(The input begins)

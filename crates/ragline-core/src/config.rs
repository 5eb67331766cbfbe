//! Configuration for the agent runtime and its components
//!
//! Loaded from a TOML file with every field defaulted, so a missing or
//! partial config is always valid.

use crate::error::{Error, Result};
use serde::{Deserialize, Serialize};
use std::path::Path;

/// Agent loop configuration
#[derive(Clone, Debug, Serialize, Deserialize)]
pub struct AgentConfig {
    #[serde(default = "default_model")]
    pub model: String,
    /// Hard cap on reasoning turns per run - the primary fail-safe
    /// against runaway tool-calling loops.
    #[serde(default = "default_max_iterations")]
    pub max_iterations: usize,
    #[serde(default = "default_true")]
    pub enable_retrieval: bool,
    /// Number of chunks pulled into the system prompt per run.
    #[serde(default = "default_retrieval_k")]
    pub retrieval_k: usize,
    #[serde(default)]
    pub system_prompt: Option<String>,
    #[serde(default = "default_max_tokens")]
    pub max_tokens: u32,
}

impl Default for AgentConfig {
    fn default() -> Self {
        Self {
            model: default_model(),
            max_iterations: default_max_iterations(),
            enable_retrieval: true,
            retrieval_k: default_retrieval_k(),
            system_prompt: None,
            max_tokens: default_max_tokens(),
        }
    }
}

/// Hybrid retrieval configuration
#[derive(Clone, Debug, Serialize, Deserialize)]
pub struct RetrievalConfig {
    #[serde(default = "default_chunk_size")]
    pub chunk_size: usize,
    #[serde(default = "default_chunk_overlap")]
    pub chunk_overlap: usize,
    #[serde(default = "default_vector_weight")]
    pub vector_weight: f32,
    #[serde(default = "default_keyword_weight")]
    pub keyword_weight: f32,
    /// Minimum fused score; results below it are dropped.
    #[serde(default)]
    pub score_threshold: Option<f32>,
    #[serde(default = "default_k")]
    pub k: usize,
}

impl Default for RetrievalConfig {
    fn default() -> Self {
        Self {
            chunk_size: default_chunk_size(),
            chunk_overlap: default_chunk_overlap(),
            vector_weight: default_vector_weight(),
            keyword_weight: default_keyword_weight(),
            score_threshold: None,
            k: default_k(),
        }
    }
}

/// Session memory configuration
#[derive(Clone, Debug, Serialize, Deserialize)]
pub struct SessionConfig {
    /// Sliding expiration in seconds, refreshed on every write.
    #[serde(default = "default_ttl_secs")]
    pub ttl_secs: u64,
    /// Maximum message history per session; oldest messages evicted first.
    #[serde(default = "default_max_history")]
    pub max_history: usize,
}

impl Default for SessionConfig {
    fn default() -> Self {
        Self {
            ttl_secs: default_ttl_secs(),
            max_history: default_max_history(),
        }
    }
}

/// Tool invocation configuration
#[derive(Clone, Debug, Serialize, Deserialize)]
pub struct ToolConfig {
    #[serde(default = "default_tool_timeout_secs")]
    pub timeout_secs: u64,
}

impl Default for ToolConfig {
    fn default() -> Self {
        Self {
            timeout_secs: default_tool_timeout_secs(),
        }
    }
}

/// Top-level configuration
#[derive(Clone, Debug, Default, Serialize, Deserialize)]
pub struct RaglineConfig {
    #[serde(default)]
    pub agent: AgentConfig,
    #[serde(default)]
    pub retrieval: RetrievalConfig,
    #[serde(default)]
    pub session: SessionConfig,
    #[serde(default)]
    pub tools: ToolConfig,
}

impl RaglineConfig {
    /// Load from a TOML file. A missing file yields the defaults.
    pub fn load(path: impl AsRef<Path>) -> Result<Self> {
        let path = path.as_ref();
        if !path.exists() {
            return Ok(Self::default());
        }
        let raw = std::fs::read_to_string(path)?;
        toml::from_str(&raw).map_err(|e| Error::Config(format!("{}: {}", path.display(), e)))
    }
}

fn default_model() -> String {
    "gpt-4o-mini".to_string()
}
fn default_max_iterations() -> usize {
    10
}
fn default_retrieval_k() -> usize {
    3
}
fn default_max_tokens() -> u32 {
    4096
}
fn default_chunk_size() -> usize {
    1000
}
fn default_chunk_overlap() -> usize {
    200
}
fn default_vector_weight() -> f32 {
    0.7
}
fn default_keyword_weight() -> f32 {
    0.3
}
fn default_k() -> usize {
    5
}
fn default_ttl_secs() -> u64 {
    3600
}
fn default_max_history() -> usize {
    50
}
fn default_tool_timeout_secs() -> u64 {
    30
}
fn default_true() -> bool {
    true
}

#[cfg(test)]
mod tests {
    use super::*;

    #[test]
    fn defaults_match_documented_values() {
        let config = RaglineConfig::default();
        assert_eq!(config.agent.max_iterations, 10);
        assert!(config.agent.enable_retrieval);
        assert_eq!(config.retrieval.vector_weight, 0.7);
        assert_eq!(config.retrieval.keyword_weight, 0.3);
        assert_eq!(config.retrieval.chunk_size, 1000);
        assert_eq!(config.retrieval.chunk_overlap, 200);
        assert_eq!(config.session.max_history, 50);
    }

    #[test]
    fn partial_toml_fills_defaults() {
        let config: RaglineConfig =
            toml::from_str("[agent]\nmax_iterations = 3\n[retrieval]\nk = 2\n").unwrap();
        assert_eq!(config.agent.max_iterations, 3);
        assert_eq!(config.agent.model, "gpt-4o-mini");
        assert_eq!(config.retrieval.k, 2);
        assert_eq!(config.retrieval.chunk_size, 1000);
    }
}
pub mod calculator;
//! Layout calculator (spec §4.1): from a device size and a requested
//! inode count, derive the block counts that make up a device.

use crate::{
	data::IPB,
	error::{Result, SofsError},
};

/// Number of blocks in one data cluster (`K` in the spec).
pub const BLOCKS_PER_CLUSTER: u64 = 4;

/// Block size, in bytes (`B` in the spec).
pub const BLOCK_SIZE: u64 = 512;

/// Derived layout of a device: block counts for the inode table and the
/// data zone, given a device size and a requested inode count.
#[derive(Debug, Clone, Copy, PartialEq, Eq)]
pub struct Geometry {
	/// Total blocks on the device (`N`).
	pub n_total_blocks:  u64,
	/// Blocks occupied by the inode table (block 1 onward).
	pub itable_blocks:   u64,
	/// Total inodes (`itable_blocks * IPB`).
	pub n_inodes:         u64,
	/// Total data clusters.
	pub n_clusters_total: u64,
}

impl Geometry {
	/// Compute the layout for a device of `n_total_blocks` blocks and a
	/// requested inode count `requested_inodes` (0 means "pick a
	/// default of `N/8`").
	///
	/// Step 5 of spec §4.1 ("re-derive itable_blocks to absorb the
	/// remainder") is mandatory: it is what keeps invariant
	/// `1 + itable_blocks + cluster_total*K == n_total_blocks` exact.
	pub fn compute(n_total_blocks: u64, requested_inodes: u64) -> Result<Self> {
		if n_total_blocks < 1 + BLOCKS_PER_CLUSTER {
			return Err(SofsError::InvalidArgument);
		}

		let mut n_inodes_0 = requested_inodes;
		if n_inodes_0 == 0 {
			n_inodes_0 = n_total_blocks / 8;
		}
		if n_inodes_0 == 0 {
			return Err(SofsError::InvalidArgument);
		}

		let ipb = IPB as u64;
		let itable_blocks_0 = n_inodes_0.div_ceil(ipb);

		if n_total_blocks <= 1 + itable_blocks_0 {
			return Err(SofsError::InvalidArgument);
		}
		let cluster_total = (n_total_blocks - 1 - itable_blocks_0) / BLOCKS_PER_CLUSTER;
		if cluster_total == 0 {
			return Err(SofsError::InvalidArgument);
		}

		// Re-derive itable_blocks so the three regions add up to exactly
		// n_total_blocks, absorbing whatever remainder step 3's floor
		// division left on the table.
		let itable_blocks = n_total_blocks - 1 - cluster_total * BLOCKS_PER_CLUSTER;
		let n_inodes = itable_blocks * ipb;

		Ok(Self {
			n_total_blocks,
			itable_blocks,
			n_inodes,
			n_clusters_total: cluster_total,
		})
	}

	/// Physical block index of the first inode-table block (always 1).
	pub fn itable_start(&self) -> u64 {
		1
	}

	/// Physical block index of the first data-zone block.
	pub fn dzone_start(&self) -> u64 {
		1 + self.itable_blocks
	}
}

#[cfg(test)]
mod tests {
	use super::*;

	/// spec §8 scenario 1: format a 19-block device with 16 inodes.
	#[test]
	fn scenario_19_blocks_16_inodes() {
		let g = Geometry::compute(19, 16).unwrap();
		assert_eq!(g.itable_blocks, 2);
		assert_eq!(g.n_clusters_total, 4);
		assert_eq!(g.n_inodes, 16);
		assert_eq!(
			1 + g.itable_blocks + g.n_clusters_total * BLOCKS_PER_CLUSTER,
			g.n_total_blocks
		);
	}

	/// spec §8 scenario 3: a 100-block device with 8 inodes.
	#[test]
	fn scenario_100_blocks_8_inodes() {
		let g = Geometry::compute(100, 8).unwrap();
		assert_eq!(
			1 + g.itable_blocks + g.n_clusters_total * BLOCKS_PER_CLUSTER,
			g.n_total_blocks
		);
		assert!(g.n_inodes >= 8);
	}

	#[test]
	fn default_inode_count_is_n_over_8() {
		let g = Geometry::compute(800, 0).unwrap();
		assert!(g.n_inodes * (crate::data::IPB as u64) >= 800 / 8);
	}

	#[test]
	fn rejects_undersized_device() {
		assert_eq!(Geometry::compute(2, 1), Err(SofsError::InvalidArgument));
	}

	#[test]
	fn invariant_holds_across_a_range_of_sizes() {
		for n in 20u64..500 {
			for inodes in [0u64, 1, 7, 16, 64] {
				if let Ok(g) = Geometry::compute(n, inodes) {
					assert_eq!(
						1 + g.itable_blocks + g.n_clusters_total * BLOCKS_PER_CLUSTER,
						n
					);
					assert_eq!(g.n_inodes, g.itable_blocks * crate::data::IPB as u64);
				}
			}
		}
	}
}
/// Resolve the physical cluster backing logical position `logical`, or
/// `None` if it has never been allocated (a hole).
pub fn get<D: BlockDevice>(
	dev: &mut D,
	dzone_start: u64,
	inode: &Inode,
	cache: &mut RefCache,
	owner: InodeNum,
	logical: u64,
) -> Result<Option<u32>> {
	match locate(logical)? {
		Position::Direct(i) => Ok(inode.direct[i].get()),
		Position::Single(i) => match inode.indirect1.get() {
			None => Ok(None),
			Some(ic) => {
				let refs = cache.ensure(dev, dzone_start, ic, owner)?;
				Ok(refs[i].get())
			}
		},
		Position::Double(outer, inner) => {
			let Some(ic2) = inode.indirect2.get() else {
				return Ok(None);
			};
			let refs = cache.ensure(dev, dzone_start, ic2, owner)?;
			let Some(mid) = refs[outer].get() else {
				return Ok(None);
			};
			let refs = cache.ensure(dev, dzone_start, mid, owner)?;
			Ok(refs[inner].get())
		}
	}
}

/// Resolve the physical cluster backing `logical`, allocating any missing
/// data or index clusters along the way. Once a new *data* cluster (as
/// opposed to an index cluster) is allocated, it is linked into the file's
/// sibling chain against any already-allocated neighbor (spec §4.6 ALLOC's
/// "attach" step).
pub fn ensure<D: BlockDevice>(
	dev: &mut D,
	sb: &mut crate::data::Superblock,
	itable: &mut InodeTable,
	inode: &mut Inode,
	cache: &mut RefCache,
	owner: InodeNum,
	logical: u64,
) -> Result<u32> {
	let dzone_start = sb.dzone_start as u64;
	match locate(logical)? {
		Position::Direct(i) => {
			if let Some(existing) = inode.direct[i].get() {
				return Ok(existing);
			}
			let idx = balloc::allocate(sb, itable, dev, owner)?;
			claim_header(dev, dzone_start, idx, owner)?;
			inode.direct[i] = ClusterRef::some(idx);
			inode.cluster_count += 1;
			attach(dev, dzone_start, inode, cache, owner, logical, idx)?;
			Ok(idx)
		}
		Position::Single(i) => {
			let ic = match inode.indirect1.get() {
				Some(ic) => ic,
				None => {
					let ic = balloc::allocate(sb, itable, dev, owner)?;
					let refs = [ClusterRef::NONE; RPC];
					write_refs(dev, dzone_start, ic, owner, &refs)?;
					inode.indirect1 = ClusterRef::some(ic);
					inode.cluster_count += 1;
					ic
				}
			};
			let refs = cache.ensure(dev, dzone_start, ic, owner)?;
			if let Some(existing) = refs[i].get() {
				return Ok(existing);
			}
			let idx = balloc::allocate(sb, itable, dev, owner)?;
			claim_header(dev, dzone_start, idx, owner)?;
			let refs = cache.ensure(dev, dzone_start, ic, owner)?;
			refs[i] = ClusterRef::some(idx);
			cache.mark_dirty();
			inode.cluster_count += 1;
			attach(dev, dzone_start, inode, cache, owner, logical, idx)?;
			Ok(idx)
		}
		Position::Double(outer, inner) => {
			let ic2 = match inode.indirect2.get() {
				Some(ic2) => ic2,
				None => {
					let ic2 = balloc::allocate(sb, itable, dev, owner)?;
					let refs = [ClusterRef::NONE; RPC];
					write_refs(dev, dzone_start, ic2, owner, &refs)?;
					inode.indirect2 = ClusterRef::some(ic2);
					inode.cluster_count += 1;
					ic2
				}
			};
			let outer_refs = cache.ensure(dev, dzone_start, ic2, owner)?;
			let mid = match outer_refs[outer].get() {
				Some(mid) => mid,
				None => {
					let mid = balloc::allocate(sb, itable, dev, owner)?;
					let refs = [ClusterRef::NONE; RPC];
					write_refs(dev, dzone_start, mid, owner, &refs)?;
					let outer_refs = cache.ensure(dev, dzone_start, ic2, owner)?;
					outer_refs[outer] = ClusterRef::some(mid);
					cache.mark_dirty();
					inode.cluster_count += 1;
					mid
				}
			};
			let inner_refs = cache.ensure(dev, dzone_start, mid, owner)?;
			if let Some(existing) = inner_refs[inner].get() {
				return Ok(existing);
			}
			let idx = balloc::allocate(sb, itable, dev, owner)?;
			claim_header(dev, dzone_start, idx, owner)?;
			let inner_refs = cache.ensure(dev, dzone_start, mid, owner)?;
			inner_refs[inner] = ClusterRef::some(idx);
			cache.mark_dirty();
			inode.cluster_count += 1;
			attach(dev, dzone_start, inode, cache, owner, logical, idx)?;
			Ok(idx)
		}
	}
}

/// Free every cluster reachable from `inode` (direct data, single- and
/// double-indirect data, and the index clusters themselves), resetting
/// it to hold no clusters at all. Used by truncate-to-zero and by inode
/// cleaning when the last link disappears.
pub fn clean<D: BlockDevice>(
	dev: &mut D,
	sb: &mut crate::data::Superblock,
	inode: &mut Inode,
	cache: &mut RefCache,
	owner: InodeNum,
) -> Result<()> {
	let dzone_start = sb.dzone_start as u64;
	cache.evict(dev, dzone_start, owner)?;

	for slot in inode.direct.iter_mut() {
		if let Some(idx) = slot.get() {
			detach(dev, dzone_start, idx)?;
			balloc::free(sb, dev, idx)?;
			*slot = ClusterRef::NONE;
			inode.cluster_count -= 1;
		}
	}

	if let Some(ic) = inode.indirect1.get() {
		let refs = read_refs(dev, dzone_start, ic)?;
		for r in refs {
			if let Some(idx) = r.get() {
				detach(dev, dzone_start, idx)?;
				balloc::free(sb, dev, idx)?;
				inode.cluster_count -= 1;
			}
		}
		balloc::free(sb, dev, ic)?;
		inode.indirect1 = ClusterRef::NONE;
		inode.cluster_count -= 1;
	}

	if let Some(ic2) = inode.indirect2.get() {
		let outer = read_refs(dev, dzone_start, ic2)?;
		for mid_ref in outer {
			if let Some(mid) = mid_ref.get() {
				let inner = read_refs(dev, dzone_start, mid)?;
				for r in inner {
					if let Some(idx) = r.get() {
						detach(dev, dzone_start, idx)?;
						balloc::free(sb, dev, idx)?;
						inode.cluster_count -= 1;
					}
				}
				balloc::free(sb, dev, mid)?;
				inode.cluster_count -= 1;
			}
		}
		balloc::free(sb, dev, ic2)?;
		inode.indirect2 = ClusterRef::NONE;
		inode.cluster_count -= 1;
	}

	inode.size_bytes = 0;
	debug_assert_eq!(inode.cluster_count, 0);
	Ok(())
}

#[cfg(test)]
mod tests {
	use std::io::Cursor;

	use super::*;
	use crate::{data::TimesOrLinks, device::FileBlockDevice, format, superblock::SuperblockStore};

	fn fresh(nblocks: u64) -> (FileBlockDevice<Cursor<Vec<u8>>>, crate::data::Superblock, InodeTable, InodeNum) {
		let buf = vec![0u8; (nblocks * crate::layout::BLOCK_SIZE) as usize];
		let mut dev = FileBlockDevice::new(Cursor::new(buf), crate::layout::BLOCK_SIZE);
		format::format(&mut dev, nblocks, 16, "test").unwrap();
		let store = SuperblockStore::load(&mut dev).unwrap();
		let sb = store.get().clone();
		let mut itable = InodeTable::new(sb.itable_start as u64, sb.itable_block_count as u64);
		let owner = InodeNum::new(1);
		let mut inode = Inode::free_clean(InodeRef::NONE, InodeRef::NONE);
		inode.mode = crate::data::MODE_TYPE_REGULAR | 0o644;
		inode.times_or_links = TimesOrLinks::Times { atime: 0, mtime: 0 };
		itable.put(&mut dev, owner, inode).unwrap();
		(dev, sb, itable, owner)
	}

	#[test]
	fn direct_slots_allocate_and_resolve() {
		let (mut dev, mut sb, mut itable, owner) = fresh(200);
		let mut inode = Inode::free_clean(InodeRef::NONE, InodeRef::NONE);
		let mut cache = RefCache::new();
		let idx = ensure(&mut dev, &mut sb, &mut itable, &mut inode, &mut cache, owner, 2).unwrap();
		let got = get(&mut dev, sb.dzone_start as u64, &inode, &mut cache, owner, 2).unwrap();
		assert_eq!(got, Some(idx));
	}

	#[test]
	fn single_indirect_allocates_index_cluster_once() {
		let (mut dev, mut sb, mut itable, owner) = fresh(2000);
		let mut inode = Inode::free_clean(InodeRef::NONE, InodeRef::NONE);
		let mut cache = RefCache::new();
		let a = ensure(&mut dev, &mut sb, &mut itable, &mut inode, &mut cache, owner, N_DIRECT as u64).unwrap();
		let b = ensure(&mut dev, &mut sb, &mut itable, &mut inode, &mut cache, owner, N_DIRECT as u64 + 1).unwrap();
		assert_ne!(a, b);
		assert!(inode.indirect1.get().is_some());
	}

	#[test]
	fn adjacent_direct_clusters_are_linked_as_siblings() {
		let (mut dev, mut sb, mut itable, owner) = fresh(200);
		let mut inode = Inode::free_clean(InodeRef::NONE, InodeRef::NONE);
		let mut cache = RefCache::new();
		let a = ensure(&mut dev, &mut sb, &mut itable, &mut inode, &mut cache, owner, 0).unwrap();
		let b = ensure(&mut dev, &mut sb, &mut itable, &mut inode, &mut cache, owner, 1).unwrap();
		let dzone_start = sb.dzone_start as u64;
		let (hdr_a, _) = read_header(&mut dev, dzone_start, a).unwrap();
		let (hdr_b, _) = read_header(&mut dev, dzone_start, b).unwrap();
		assert_eq!(hdr_a.next, ClusterRef::some(b));
		assert_eq!(hdr_b.prev, ClusterRef::some(a));
	}

	#[test]
	fn clean_frees_everything_and_hits_zero() {
		let (mut dev, mut sb, mut itable, owner) = fresh(2000);
		let mut inode = Inode::free_clean(InodeRef::NONE, InodeRef::NONE);
		let mut cache = RefCache::new();
		for logical in [0u64, 1, N_DIRECT as u64, N_DIRECT as u64 + 5] {
			ensure(&mut dev, &mut sb, &mut itable, &mut inode, &mut cache, owner, logical).unwrap();
		}
		let free_before = sb.n_clusters_free;
		clean(&mut dev, &mut sb, &mut inode, &mut cache, owner).unwrap();
		assert_eq!(inode.cluster_count, 0);
		assert!(sb.n_clusters_free > free_before);
	}

	#[test]
	fn out_of_range_logical_index_is_max_file_size_exceeded() {
		assert_eq!(locate(capacity()).unwrap_err(), SofsError::MaxFileSizeExceeded);
	}
}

(The input ends)

Work task - Within the material above, transcribe exactly the lines that run from the line holding "pub fn load(path: impl" through the line holding "let raw = std::fs::read_to_string(path)?;".

Solution for this exercise -
    pub fn load(path: impl AsRef<Path>) -> Result<Self> {
        let path = path.as_ref();
        if !path.exists() {
            return Ok(Self::default());
        }
        let raw = std::fs::read_to_string(path)?;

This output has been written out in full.